Image of the Rochester House

In 1810, Col. Nathaniel Rochester left his comfortable circumstances in Hagerstown, Md., to move north to the 155 acres in Dansville, N.Y., which he had bought on his first trip to the Genesee Country in September 1800. The perilous 275-mile journey north through almost impassable mountains took three weeks. On horseback the Colonel led a procession of carriages bearing the women of the household and the younger children, three great Conestoga wagons with household goods and his 10 slaves, and some of his neighbors who came along to help. The Colonel moved north, he said, "to escape the influence of slavery, to set his slaves free, and to rear his family in a free state."

In Dansville, Col. Rochester purchased from David Scholl a plank house, believed to have been built around 1795. Now at Genesee Country Village, evidence revealed during its 1989 restoration suggests it may have had a dependent structure — in which case, the Colonel's large family and the contents of the Conestoga wagons would have been less crowded.

Once settled in Dansville, where he had purchased most of the water rights on Canaseraga Creek, Col. Rochester erected a large paper mill and a gristmill. In the meantime, he began to survey the 100-acre tract at the falls of the Genesee River that he and his colleagues had purchased in 1803, and which contained the ruins of Ebenezer Allan's primitive mills.
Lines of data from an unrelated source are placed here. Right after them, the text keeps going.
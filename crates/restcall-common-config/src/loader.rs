//! Configuration file loading and parsing.

use crate::types::RestcallConfig;
use regex::Regex;
use std::path::{Path, PathBuf};
use std::sync::OnceLock;
use thiserror::Error;

/// Upper bound on the retry budget accepted from configuration.
pub const MAX_CONFIGURED_RETRIES: u8 = 10;

/// Config loading errors.
#[derive(Debug, Error)]
pub enum ConfigError {
    #[error("config file not found: {path}")]
    NotFound { path: PathBuf },

    #[error("failed to read config: {source}")]
    ReadError {
        #[from]
        source: std::io::Error,
    },

    #[error("invalid YAML at line {}: {message}", line.map(|l| l.to_string()).unwrap_or_else(|| "unknown".to_string()))]
    ParseError { line: Option<usize>, message: String },

    #[error("validation error: {message}")]
    ValidationError { message: String },

    #[error("environment variable not found: {var}")]
    EnvVarNotFound { var: String },
}

/// Configuration loader.
pub struct ConfigLoader {
    config_path: PathBuf,
    required: bool,
}

impl ConfigLoader {
    /// Create a loader for `<project_dir>/.restcall/config.yaml`.
    ///
    /// A missing file yields the default configuration.
    pub fn new(project_dir: impl AsRef<Path>) -> Self {
        Self {
            config_path: project_dir.as_ref().join(".restcall/config.yaml"),
            required: false,
        }
    }

    /// Create a loader for an explicit file, which must exist.
    pub fn from_path(path: impl AsRef<Path>) -> Self {
        Self {
            config_path: path.as_ref().to_path_buf(),
            required: true,
        }
    }

    /// Path this loader reads and writes.
    pub fn path(&self) -> &Path {
        &self.config_path
    }

    /// Load and validate the configuration.
    pub fn load(&self) -> Result<RestcallConfig, ConfigError> {
        if !self.config_path.exists() {
            if self.required {
                return Err(ConfigError::NotFound {
                    path: self.config_path.clone(),
                });
            }
            return Ok(RestcallConfig::default());
        }

        let contents = std::fs::read_to_string(&self.config_path)?;
        let expanded = expand_env_vars(&contents)?;

        let config: RestcallConfig =
            serde_yaml::from_str(&expanded).map_err(|e| ConfigError::ParseError {
                line: e.location().map(|l| l.line()),
                message: e.to_string(),
            })?;

        validate(&config)?;
        Ok(config)
    }

    /// Save configuration to file.
    pub fn save(&self, config: &RestcallConfig) -> Result<(), ConfigError> {
        if let Some(dir) = self.config_path.parent() {
            std::fs::create_dir_all(dir)?;
        }

        let yaml = serde_yaml::to_string(config).map_err(|e| ConfigError::ParseError {
            line: None,
            message: e.to_string(),
        })?;

        std::fs::write(&self.config_path, yaml)?;
        Ok(())
    }
}

impl Default for ConfigLoader {
    fn default() -> Self {
        Self::new(std::env::current_dir().unwrap_or_default())
    }
}

fn env_var_pattern() -> &'static Regex {
    static PATTERN: OnceLock<Regex> = OnceLock::new();
    PATTERN.get_or_init(|| {
        Regex::new(r"\$\{([^}:]+)(?::-([^}]*))?\}").expect("env var pattern is a valid regex")
    })
}

/// Expand environment variables in the form `${VAR}` or `${VAR:-default}`.
pub fn expand_env_vars(content: &str) -> Result<String, ConfigError> {
    let mut result = content.to_string();

    for cap in env_var_pattern().captures_iter(content) {
        let var_name = &cap[1];
        let default = cap.get(2).map(|m| m.as_str());

        let value = match std::env::var(var_name) {
            Ok(v) => v,
            Err(_) => match default {
                Some(d) => d.to_string(),
                None => {
                    return Err(ConfigError::EnvVarNotFound {
                        var: var_name.to_string(),
                    })
                }
            },
        };

        result = result.replace(&cap[0], &value);
    }

    Ok(result)
}

/// Validate configuration values.
pub fn validate(config: &RestcallConfig) -> Result<(), ConfigError> {
    if config.request.timeout_secs < 0 {
        return Err(ConfigError::ValidationError {
            message: "request.timeout_secs must be zero or larger".to_string(),
        });
    }

    if config.request.max_retries > MAX_CONFIGURED_RETRIES {
        return Err(ConfigError::ValidationError {
            message: format!("request.max_retries must be at most {MAX_CONFIGURED_RETRIES}"),
        });
    }

    if config.request.method.trim().is_empty() {
        return Err(ConfigError::ValidationError {
            message: "request.method must not be empty".to_string(),
        });
    }

    Ok(())
}

#[cfg(test)]
mod tests {
    use super::*;
    use std::fs;
    use tempfile::tempdir;

    fn write_config(dir: &Path, contents: &str) {
        let restcall_dir = dir.join(".restcall");
        fs::create_dir_all(&restcall_dir).unwrap();
        fs::write(restcall_dir.join("config.yaml"), contents).unwrap();
    }

    #[test]
    fn test_load_defaults_when_no_file() {
        let dir = tempdir().unwrap();
        let config = ConfigLoader::new(dir.path()).load().unwrap();
        assert_eq!(config.request.max_retries, 5);
    }

    #[test]
    fn test_explicit_path_must_exist() {
        let dir = tempdir().unwrap();
        let result = ConfigLoader::from_path(dir.path().join("missing.yaml")).load();
        assert!(matches!(result, Err(ConfigError::NotFound { .. })));
    }

    #[test]
    fn test_load_config_from_yaml_file() {
        let dir = tempdir().unwrap();
        write_config(
            dir.path(),
            r#"
endpoint:
  base_uri: http://localhost:52101/Service1
  uri_parameters: TestPost
request:
  method: post
  timeout_secs: 5
  retry_delay_ms: 250
  headers:
    X-Trace: abc
"#,
        );

        let config = ConfigLoader::new(dir.path()).load().unwrap();
        assert_eq!(config.endpoint.base_uri, "http://localhost:52101/Service1");
        assert_eq!(config.endpoint.uri_parameters, "TestPost");
        assert_eq!(config.request.method, "post");
        assert_eq!(config.request.timeout_secs, 5);
        assert_eq!(config.request.retry_delay_ms, 250);
        assert_eq!(config.request.headers.get("X-Trace").map(String::as_str), Some("abc"));
        assert_eq!(config.request.max_retries, 5);
    }

    #[test]
    fn test_env_var_expansion() {
        std::env::set_var("RESTCALL_TEST_HOST", "example.org");
        let result = expand_env_vars("base_uri: https://${RESTCALL_TEST_HOST}/api").unwrap();
        assert_eq!(result, "base_uri: https://example.org/api");
        std::env::remove_var("RESTCALL_TEST_HOST");
    }

    #[test]
    fn test_env_var_default() {
        let result = expand_env_vars("key: ${RESTCALL_NONEXISTENT:-fallback}").unwrap();
        assert_eq!(result, "key: fallback");
    }

    #[test]
    fn test_env_var_missing_error() {
        match expand_env_vars("key: ${RESTCALL_MISSING_VAR}") {
            Err(ConfigError::EnvVarNotFound { var }) => assert_eq!(var, "RESTCALL_MISSING_VAR"),
            other => panic!("Expected EnvVarNotFound error, got {other:?}"),
        }
    }

    #[test]
    fn test_validation_errors() {
        let mut config = RestcallConfig::default();
        config.request.timeout_secs = -1;
        match validate(&config) {
            Err(ConfigError::ValidationError { message }) => assert!(message.contains("timeout_secs")),
            other => panic!("Expected ValidationError, got {other:?}"),
        }

        let mut config = RestcallConfig::default();
        config.request.max_retries = MAX_CONFIGURED_RETRIES + 1;
        match validate(&config) {
            Err(ConfigError::ValidationError { message }) => assert!(message.contains("max_retries")),
            other => panic!("Expected ValidationError, got {other:?}"),
        }

        let mut config = RestcallConfig::default();
        config.request.method = " ".to_string();
        assert!(validate(&config).is_err());
    }

    #[test]
    fn test_parse_error_with_line_number() {
        let dir = tempdir().unwrap();
        write_config(
            dir.path(),
            r#"
endpoint:
  base_uri: http://localhost
  broken: [unclosed
"#,
        );

        match ConfigLoader::new(dir.path()).load() {
            Err(ConfigError::ParseError { line, .. }) => assert!(line.is_some()),
            other => panic!("Expected ParseError with line number, got {other:?}"),
        }
    }

    #[test]
    fn test_save_and_reload() {
        let dir = tempdir().unwrap();
        let loader = ConfigLoader::new(dir.path());

        let mut config = RestcallConfig::default();
        config.endpoint.base_uri = "https://api.example.com".to_string();
        config.request.max_retries = 3;
        loader.save(&config).unwrap();

        assert!(loader.path().exists());
        let loaded = loader.load().unwrap();
        assert_eq!(loaded.endpoint.base_uri, "https://api.example.com");
        assert_eq!(loaded.request.max_retries, 3);
    }
}
//! Restcall common core types and utilities.

pub mod codec;
pub mod content_type;
pub mod diagnostics;
pub mod encoding;

pub use codec::{from_json, to_json, SerializationFault};
pub use diagnostics::{Category, Fault, FaultKind, Log, DEFAULT_DELIMITER};
pub use encoding::TextEncoding;
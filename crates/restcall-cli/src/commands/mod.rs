//! Command implementations.

mod send;

pub use send::SendCommand;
After five years in Dansville, Col. Rochester moved to a large farm in East Bloomfield, N.Y., and continued his work laying out what would become the Village of Rochester. In 1818, he and his family of 12 children finally moved near the falls into a house with a large garden and grounds sloping down to the river. In 1824, he erected a brick house on higher ground where he resided for the rest of his life.